Many pension plans are having a hard time meeting their payout obligations to members, the result of decades of underfunding, benefit overpromises, and unrealistic demands from unions.

So they want to get into private entities, even though those entities do not want the elites’ involvement—it’s part of why they’re, you know, private. But in order to do so, those private companies must open their books to the SEC—and the public.

It’s a bad rule, and it should be withdrawn by a serious SEC or blocked outright by Congress. This is a free market matter: if an investor doesn’t like the information he gets—doesn’t get—when he looks into a company with a view to investing, he’s free to not invest.

Full stop.

I Disagree

(Surprise.)

Oklahoma’s Attorney General John O’Connor (R) thinks banning “assault weapons” (whatever those are in the real world) looks like a big action, but it really isn’t.

Banning assault weapons looks like it’s a big action, but it really isn’t a big impact. We’re going to dance around all this, Neil, for a long time, but the fact is it’s criminals and people with some type of either long-term or temporary mental illness or depression. That’s the culprit. Only those people shoot people outside of our military.

He’s wrong. While such a ban would have little impact on availability to criminals and the insane, it would have a very large impact on us average Americans‘ ability to see to our own needs and purposes.

But the truly large impact would be on our Constitution and so on our individual rights (and duties). If allowed to stand, such a ban would degrade our 2nd Amendment, weakening it against additional and steadily broadening bans until our 2nd Amendment no longer exists in any material form.

Red Flag Laws

Some thoughts on necessary criteria for them, particularly as they’re intended to apply to the mentally unstable.

  1. Define “mentally unstable”
  2. Identify which “mentally unstable” are dangerous and which are not
  3. Identify how the “dangerous mentally unstable” are to be disarmed without disarming—leaving defenseless—those around him
  4. Specify how quickly—including appeals—a court case must be finally decided and the “dangerous mentally unstable” gets his weapons back after successfully defending himself
  5. Specify how the “dangerous mentally unstable” will be made financially whole after winning his court case
  6. Specify how an accusation will be separated into a frivolous one and one made in good faith
  7. Specify the sanctions to be brought against the accuser if the “dangerous mentally unstable” wins his court case
  8. Identify how the “dangerous mentally unstable” gets his reputation and his life back after winning his court case, whether it was brought in good faith or bad

That’s just a start on the idiocy and intrinsically virtue-signaling nature of red flag laws.

“Refuse to Enforce”

That’s the position of a large number of leftist District Attorneys regarding State abortion-related laws that are likely to take effect or get enacted if the Supreme Court, in Dobbs v Jackson Women’s Health Organization, significantly restricts or overrules Roe v Wade. The DAs are going on record as saying they won’t enforce anti-abortion laws that might take effect.

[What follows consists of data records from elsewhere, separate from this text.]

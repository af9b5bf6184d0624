mod config;
mod emit;
mod error;
mod family;
mod registry;

pub mod defaults;

// Re-export public API
pub use config::{Config, FamilyConfig, SimulatorConfig};
pub use emit::{
    PACKAGING_FILE, PREAMBLE, packaging_path, render_packaging, render_packaging_to_string,
    write_packaging,
};
pub use error::{PackagingError, Result};
pub use family::Family;
pub use registry::{Registration, Registry};
pub mod utils;
pub use utils::utils as other_utils;
pub mod list;
pub use list::c_list as other_c_list;
pub use list::list as other_list;
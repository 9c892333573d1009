use cbindgen::Config;
use std::env;
use std::fs;
use std::path::PathBuf;

fn main() {
    // 获取目标目录（根据构建模式，可能是 target/debug 或 target/release）
    let out_dir = if cfg!(debug_assertions) {
        PathBuf::from(env::var("CARGO_TARGET_DIR").unwrap_or_else(|_| "target".into()))
            .join("debug")
    } else {
        PathBuf::from(env::var("CARGO_TARGET_DIR").unwrap_or_else(|_| "target".into()))
            .join("release")
    };

    // 获取当前 crate 的根目录
    let crate_dir =
        env::var("CARGO_MANIFEST_DIR").expect("Could not find Cargo manifest directory");

    // 加载配置文件，如果有的话
    let config = match Config::from_file("cbindgen.toml") {
        Ok(cfg) => cfg,
        Err(e) => panic!("Unable to load cbindgen.toml configuration: {:?}", e),
    };

    // 尝试生成绑定并写入到输出目录下的头文件中
    match cbindgen::generate_with_config(&crate_dir, config) {
        Ok(bindings) => {
            // 确保输出目录存在
            if let Some(parent) = out_dir.parent() {
                fs::create_dir_all(parent)
                    .expect("Unable to create parent directories for output file");
            }

            bindings.write_to_file(out_dir.join("TextChain.h"));
            println!("Successfully generated TextChain.h in {}", out_dir.display());
        }
        Err(e) => {
            eprintln!("Failed to generate bindings: {:?}", e);
            std::process::exit(1);
        }
    }
}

District attorneys in metropolitan areas including Atlanta, New Orleans, Dallas, and San Antonio have said they won’t prosecute abortion providers or others, including those who assist a woman in obtaining the procedure.

Those aren’t the only regions, either. An Arizonan is running for District Attorney on her promise to refuse to enforce any Arizona anti-abortion law. A sitting DeKalb County, GA, District Attorney says she won’t prosecute abortion providers—Georgia law be damned, apparently, when it doesn’t suit her personal whim.

Object to anti-abortion laws if they disagree with them, certainly. DAs also should work to change those laws, if they disagree with them. But blithely disregard or disobey them?

Only the Left views laws as suggestions to be heeded or ignored at convenience.

DAs—officers of our governments—who ignore these laws or any others they find inconvenient are breaking those laws, and they’re violating their oaths of office.

Those are offenses worthy of prompt removal from office.